◆ What needs to be done
Search the entries for the word "Option". Copy every line where it turns up.

◆ Records provided
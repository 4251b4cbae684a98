//! Output formatting for command results.
//!
//! Supports multiple output formats: table (human-readable), JSON, and toon.

use clap::ValueEnum;
use db::{Record, Value};
use serde::Serialize;

/// Output format for command results
#[derive(Debug, Clone, Copy, Default, ValueEnum)]
pub enum OutputFormat {
    /// Human-readable table format
    #[default]
    Table,
    /// JSON format
    Json,
    /// Token-efficient toon format
    Toon,
}

/// Trait for types that can be formatted for output
pub trait Outputable: Serialize {
    /// Format as a human-readable table
    fn to_table(&self) -> String;

    /// Format according to the specified output format
    fn format(&self, format: OutputFormat) -> String {
        match format {
            OutputFormat::Table => self.to_table(),
            OutputFormat::Json => serde_json::to_string_pretty(self).unwrap_or_default(),
            OutputFormat::Toon => {
                let json_value = serde_json::to_value(self).unwrap_or_default();
                toon::encode(&json_value, None)
            }
        }
    }
}

/// Message shown when a listing is empty.
pub const NO_RECORDS: &str = "No records found.";

/// Table cell for a field value. Lists are bracketed.
pub fn format_value(value: &Value) -> String {
    match value {
        Value::List(items) => {
            let parts: Vec<String> = items.iter().map(format_value).collect();
            format!("[{}]", parts.join(", "))
        }
        scalar => scalar.to_string(),
    }
}

/// One `field: value` line per field, indented by two spaces.
pub fn format_record(record: &Record) -> Vec<String> {
    record
        .iter()
        .map(|(field, value)| format!("  {}: {}", field, format_value(value)))
        .collect()
}

/// Column-aligned table of records.
///
/// Columns are the union of fields in first-seen order; missing values are
/// blank. Lines carry no trailing whitespace.
pub fn format_records(records: &[Record]) -> Vec<String> {
    if records.is_empty() {
        return vec![NO_RECORDS.to_string()];
    }

    let mut columns: Vec<&str> = Vec::new();
    for record in records {
        for field in record.keys() {
            if !columns.contains(&field.as_str()) {
                columns.push(field);
            }
        }
    }

    let rows: Vec<Vec<String>> = records
        .iter()
        .map(|record| {
            columns
                .iter()
                .map(|column| record.get(*column).map(format_value).unwrap_or_default())
                .collect()
        })
        .collect();

    let widths: Vec<usize> = columns
        .iter()
        .enumerate()
        .map(|(i, column)| {
            rows.iter()
                .map(|row| row[i].chars().count())
                .chain([column.chars().count()])
                .max()
                .unwrap_or(0)
        })
        .collect();

    let render = |cells: Vec<&str>| -> String {
        cells
            .iter()
            .zip(&widths)
            .map(|(cell, width)| format!("{:<width$}", cell, width = width))
            .collect::<Vec<_>>()
            .join("  ")
            .trim_end()
            .to_string()
    };

    let mut lines = vec![render(columns.clone())];
    for row in &rows {
        lines.push(render(row.iter().map(String::as_str).collect()));
    }
    lines
}

#[cfg(test)]
mod tests {
    use super::*;
    use db::test_utils::load_store;
    use rstest::rstest;

    fn records(json: &str) -> Vec<Record> {
        let store = load_store(&format!(r#"{{"items": {json}}}"#));
        store.collection("items").unwrap().to_vec()
    }

    #[rstest]
    fn test_format_records_aligns_columns() {
        let lines = format_records(&records(
            r#"[{"id": 1, "title": "Lorem Ipsum", "views": 254}, {"id": 22, "title": "Sic"}]"#,
        ));
        assert_eq!(
            lines,
            vec![
                "id  title        views",
                "1   Lorem Ipsum  254",
                "22  Sic",
            ]
        );
    }

    #[rstest]
    fn test_format_records_empty() {
        assert_eq!(format_records(&[]), vec![NO_RECORDS]);
    }

    #[rstest]
    #[case(Value::List(vec![Value::Int(1), Value::from("a")]), "[1, a]")]
    #[case(Value::Float(1.5), "1.5")]
    #[case(Value::Bool(true), "true")]
    fn test_format_value(#[case] value: Value, #[case] expected: &str) {
        assert_eq!(format_value(&value), expected);
    }

    #[rstest]
    fn test_format_record() {
        let record = &records(r#"[{"id": 1, "tags": ["a", "b"]}]"#)[0];
        assert_eq!(format_record(record), vec!["  id: 1", "  tags: [a, b]"]);
    }
}
use std::error::Error;

use serde::Serialize;

use db::schema::RootOperation;
use db::{Resolved, Resolvers};

use super::CountCmd;
use crate::commands::{root_field, Context, Execute};

/// Result of the count command execution
#[derive(Debug, Default, Serialize)]
pub struct CountResult {
    pub collection: String,
    pub count: usize,
}

impl Execute for CountCmd {
    type Output = CountResult;

    fn execute(self, context: &mut Context) -> Result<Self::Output, Box<dyn Error>> {
        let graph = context.schema()?;
        let root = root_field(&graph, &self.collection, RootOperation::Meta)?;
        let args = self.window.to_arguments()?;

        let count = match Resolvers::new(&graph).resolve_query(&context.store, &root.name, &args)? {
            Resolved::Meta { count } => count,
            _ => 0,
        };

        Ok(CountResult {
            collection: self.collection,
            count,
        })
    }
}
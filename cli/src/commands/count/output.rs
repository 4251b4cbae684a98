//! Output formatting for count command results.

use super::execute::CountResult;
use crate::output::Outputable;

impl Outputable for CountResult {
    fn to_table(&self) -> String {
        format!("{}: {}", self.collection, self.count)
    }
}
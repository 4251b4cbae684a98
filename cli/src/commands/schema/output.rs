//! Output formatting for schema command results.

use super::execute::SchemaResult;
use crate::output::Outputable;

impl Outputable for SchemaResult {
    fn to_table(&self) -> String {
        if self.relationships_only {
            return self.relationships_table();
        }
        if self.types.is_empty() {
            return "No collections found.".to_string();
        }
        self.sdl.trim_end().to_string()
    }
}

impl SchemaResult {
    fn relationships_table(&self) -> String {
        if self.relationships.is_empty() {
            return "No relationships found.".to_string();
        }

        let mut lines = vec![format!("Relationships ({}):", self.relationships.len())];
        for edge in &self.relationships {
            lines.push(format!(
                "  {}.{} -> {} ({}, via {})",
                edge.source, edge.field, edge.target, edge.cardinality, edge.source_field
            ));
            lines.push(format!("  {}.{} -> [{}]", edge.target, edge.foreign_field, edge.source));
        }
        lines.join("\n")
    }
}
//! Composed schema graph and its SDL rendering.
//!
//! A [`SchemaGraph`] is the complete description handed to a query executor:
//! one object type and one filter input per collection, the shared
//! `ListMetadata` type, and the `Query`/`Mutation` root fields. Every field
//! records where its value comes from ([`FieldSource`], [`RootOperation`]) so
//! that resolvers can be generated from the graph alone.

use std::fmt::{self, Write as _};

use indexmap::IndexMap;
use serde::Serialize;
use thiserror::Error;

use super::definition::{FieldDescriptor, FieldKind};
use super::filters::FilterDescriptor;
use super::relations::{RelationshipIndex, RelationshipInfo};

/// Name of the object type returned by `_all<Plural>Meta` fields.
pub const LIST_METADATA: &str = "ListMetadata";

#[derive(Error, Debug, Clone, PartialEq, Eq)]
pub enum SchemaError {
    #[error("Override configured for unknown collection '{collection}'")]
    UnknownOverrideCollection { collection: String },

    #[error("Override configured for unknown field '{field}' of collection '{collection}'")]
    UnknownOverrideField { collection: String, field: String },

    #[error("Override for '{collection}.{field}' references missing collection '{target}'")]
    UnknownRelationshipTarget {
        collection: String,
        field: String,
        target: String,
    },

    #[error("Type name '{name}' of collection '{collection}' collides with {existing}")]
    TypeNameCollision {
        name: String,
        collection: String,
        existing: String,
    },

    #[error("Field '{field}' is defined twice on type '{type_name}'")]
    FieldCollision { type_name: String, field: String },
}

/// Reference to a type, with list and non-null wrappers.
#[derive(Debug, Clone, PartialEq, Eq, Serialize)]
pub enum TypeRef {
    Named(String),
    NonNull(Box<TypeRef>),
    List(Box<TypeRef>),
}

impl TypeRef {
    pub fn named(name: impl Into<String>) -> Self {
        TypeRef::Named(name.into())
    }

    pub fn non_null(self) -> Self {
        match self {
            TypeRef::NonNull(_) => self,
            other => TypeRef::NonNull(Box::new(other)),
        }
    }

    pub fn list(self) -> Self {
        TypeRef::List(Box::new(self))
    }

    /// Nullable reference for a field kind.
    pub fn from_kind(kind: &FieldKind) -> Self {
        match kind {
            FieldKind::List(inner) => TypeRef::from_kind(inner).list(),
            scalar => TypeRef::named(scalar.graphql_type()),
        }
    }

    /// Reference for a field descriptor, non-null unless the field is nullable.
    pub fn from_descriptor(descriptor: &FieldDescriptor) -> Self {
        let ty = TypeRef::from_kind(&descriptor.kind);
        if descriptor.nullable { ty } else { ty.non_null() }
    }

    /// Innermost named type.
    pub fn name(&self) -> &str {
        match self {
            TypeRef::Named(name) => name,
            TypeRef::NonNull(inner) | TypeRef::List(inner) => inner.name(),
        }
    }

    pub fn is_non_null(&self) -> bool {
        matches!(self, TypeRef::NonNull(_))
    }
}

impl fmt::Display for TypeRef {
    fn fmt(&self, f: &mut fmt::Formatter<'_>) -> fmt::Result {
        match self {
            TypeRef::Named(name) => write!(f, "{name}"),
            TypeRef::NonNull(inner) => write!(f, "{inner}!"),
            TypeRef::List(inner) => write!(f, "[{inner}]"),
        }
    }
}

/// Argument of a field.
#[derive(Debug, Clone, PartialEq, Eq, Serialize)]
pub struct Argument {
    pub name: String,
    pub ty: TypeRef,
}

impl Argument {
    pub fn new(name: impl Into<String>, ty: TypeRef) -> Self {
        Self {
            name: name.into(),
            ty,
        }
    }
}

/// Where an object field takes its value from.
#[derive(Debug, Clone, PartialEq, Eq, Serialize)]
pub enum FieldSource {
    /// Stored value of the record field with the same name
    Scalar,
    /// Forward edge owned by this type
    Forward(RelationshipInfo),
    /// Reverse edge of a forward edge owned by another type
    Reverse(RelationshipInfo),
}

#[derive(Debug, Clone, PartialEq, Eq, Serialize)]
pub struct ObjectField {
    pub name: String,
    pub ty: TypeRef,
    pub arguments: Vec<Argument>,
    pub source: FieldSource,
}

/// Object type of one collection.
#[derive(Debug, Clone, PartialEq, Eq, Serialize)]
pub struct ObjectType {
    pub name: String,
    pub collection: String,
    pub fields: IndexMap<String, ObjectField>,
}

impl ObjectType {
    pub fn field(&self, name: &str) -> Option<&ObjectField> {
        self.fields.get(name)
    }
}

/// Operation performed by a root field.
#[derive(Debug, Clone, Copy, PartialEq, Eq, Serialize)]
pub enum RootOperation {
    Lookup,
    List,
    Meta,
    Create,
    Update,
    Remove,
}

impl RootOperation {
    pub fn is_mutation(self) -> bool {
        matches!(
            self,
            RootOperation::Create | RootOperation::Update | RootOperation::Remove
        )
    }
}

#[derive(Debug, Clone, PartialEq, Eq, Serialize)]
pub struct RootField {
    pub name: String,
    pub ty: TypeRef,
    pub arguments: Vec<Argument>,
    pub collection: String,
    pub operation: RootOperation,
}

impl RootField {
    pub fn argument(&self, name: &str) -> Option<&Argument> {
        self.arguments.iter().find(|a| a.name == name)
    }
}

/// Naming and derived descriptors of one collection.
#[derive(Debug, Clone, PartialEq, Eq, Serialize)]
pub struct CollectionSchema {
    /// Collection key in the store (e.g., "posts")
    pub key: String,

    /// Object type name (e.g., "Post")
    pub type_name: String,

    /// Plural type name used by list fields (e.g., "Posts")
    pub plural_name: String,

    /// Filter input type name (e.g., "PostFilter")
    pub filter_name: String,

    pub fields: IndexMap<String, FieldDescriptor>,

    pub filter: FilterDescriptor,
}

/// Complete schema of a record store.
#[derive(Debug, Clone, Default)]
pub struct SchemaGraph {
    pub(crate) collections: IndexMap<String, CollectionSchema>,
    pub(crate) types: IndexMap<String, ObjectType>,
    pub(crate) query: IndexMap<String, RootField>,
    pub(crate) mutation: IndexMap<String, RootField>,
    pub(crate) relationships: RelationshipIndex,
}

impl SchemaGraph {
    /// Collections in store order.
    pub fn collections(&self) -> impl Iterator<Item = &CollectionSchema> {
        self.collections.values()
    }

    pub fn collection(&self, key: &str) -> Option<&CollectionSchema> {
        self.collections.get(key)
    }

    /// Object types in store order.
    pub fn types(&self) -> impl Iterator<Item = &ObjectType> {
        self.types.values()
    }

    pub fn object_type(&self, name: &str) -> Option<&ObjectType> {
        self.types.get(name)
    }

    /// Object type of a collection.
    pub fn type_of(&self, collection: &str) -> Option<&ObjectType> {
        let schema = self.collections.get(collection)?;
        self.types.get(&schema.type_name)
    }

    pub fn query_fields(&self) -> impl Iterator<Item = &RootField> {
        self.query.values()
    }

    pub fn query_field(&self, name: &str) -> Option<&RootField> {
        self.query.get(name)
    }

    pub fn mutation_fields(&self) -> impl Iterator<Item = &RootField> {
        self.mutation.values()
    }

    pub fn mutation_field(&self, name: &str) -> Option<&RootField> {
        self.mutation.get(name)
    }

    /// Root field performing `operation` on `collection`.
    pub fn root_field(&self, collection: &str, operation: RootOperation) -> Option<&RootField> {
        let fields = if operation.is_mutation() {
            &self.mutation
        } else {
            &self.query
        };
        fields
            .values()
            .find(|field| field.collection == collection && field.operation == operation)
    }

    pub fn relationships(&self) -> &RelationshipIndex {
        &self.relationships
    }

    /// Render the graph as GraphQL SDL.
    pub fn to_sdl(&self) -> String {
        let mut blocks = Vec::new();

        for object in self.types.values() {
            let body = object
                .fields
                .values()
                .map(|field| render_field(&field.name, &field.arguments, &field.ty))
                .collect::<Vec<_>>();
            blocks.push(render_block("type", &object.name, &body));
        }

        for schema in self.collections.values() {
            let body = schema
                .filter
                .iter()
                .map(|(key, predicate)| format!("{key}: {}", TypeRef::from_kind(&predicate.input)))
                .collect::<Vec<_>>();
            blocks.push(render_block("input", &schema.filter_name, &body));
        }

        if !self.collections.is_empty() {
            blocks.push(render_block("type", LIST_METADATA, &["count: Int".to_string()]));
        }

        for (name, fields) in [("Query", &self.query), ("Mutation", &self.mutation)] {
            if fields.is_empty() {
                continue;
            }
            let body = fields
                .values()
                .map(|field| render_field(&field.name, &field.arguments, &field.ty))
                .collect::<Vec<_>>();
            blocks.push(render_block("type", name, &body));
        }

        blocks.join("\n")
    }
}

fn render_field(name: &str, arguments: &[Argument], ty: &TypeRef) -> String {
    if arguments.is_empty() {
        return format!("{name}: {ty}");
    }
    let args = arguments
        .iter()
        .map(|a| format!("{}: {}", a.name, a.ty))
        .collect::<Vec<_>>()
        .join(", ");
    format!("{name}({args}): {ty}")
}

fn render_block(keyword: &str, name: &str, lines: &[String]) -> String {
    let mut out = format!("{keyword} {name} {{\n");
    for line in lines {
        let _ = writeln!(out, "  {line}");
    }
    out.push_str("}\n");
    out
}
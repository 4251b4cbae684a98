//! Output formatting for related command results.

use super::execute::RelatedResult;
use crate::output::{format_records, Outputable};

impl Outputable for RelatedResult {
    fn to_table(&self) -> String {
        let mut lines = vec![
            format!(
                "{} {} -> {} ({}):",
                self.type_name,
                self.id,
                self.field,
                self.records.len()
            ),
            String::new(),
        ];
        lines.extend(format_records(&self.records));
        lines.join("\n")
    }
}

◆ Written reply
    pub fn field(&self, name: &str) -> Option<&ObjectField> {
    pub fn argument(&self, name: &str) -> Option<&Argument> {
    pub fn collection(&self, key: &str) -> Option<&CollectionSchema> {
    pub fn object_type(&self, name: &str) -> Option<&ObjectType> {
    pub fn type_of(&self, collection: &str) -> Option<&ObjectType> {
    pub fn query_field(&self, name: &str) -> Option<&RootField> {
    pub fn mutation_field(&self, name: &str) -> Option<&RootField> {
    pub fn root_field(&self, collection: &str, operation: RootOperation) -> Option<&RootField> {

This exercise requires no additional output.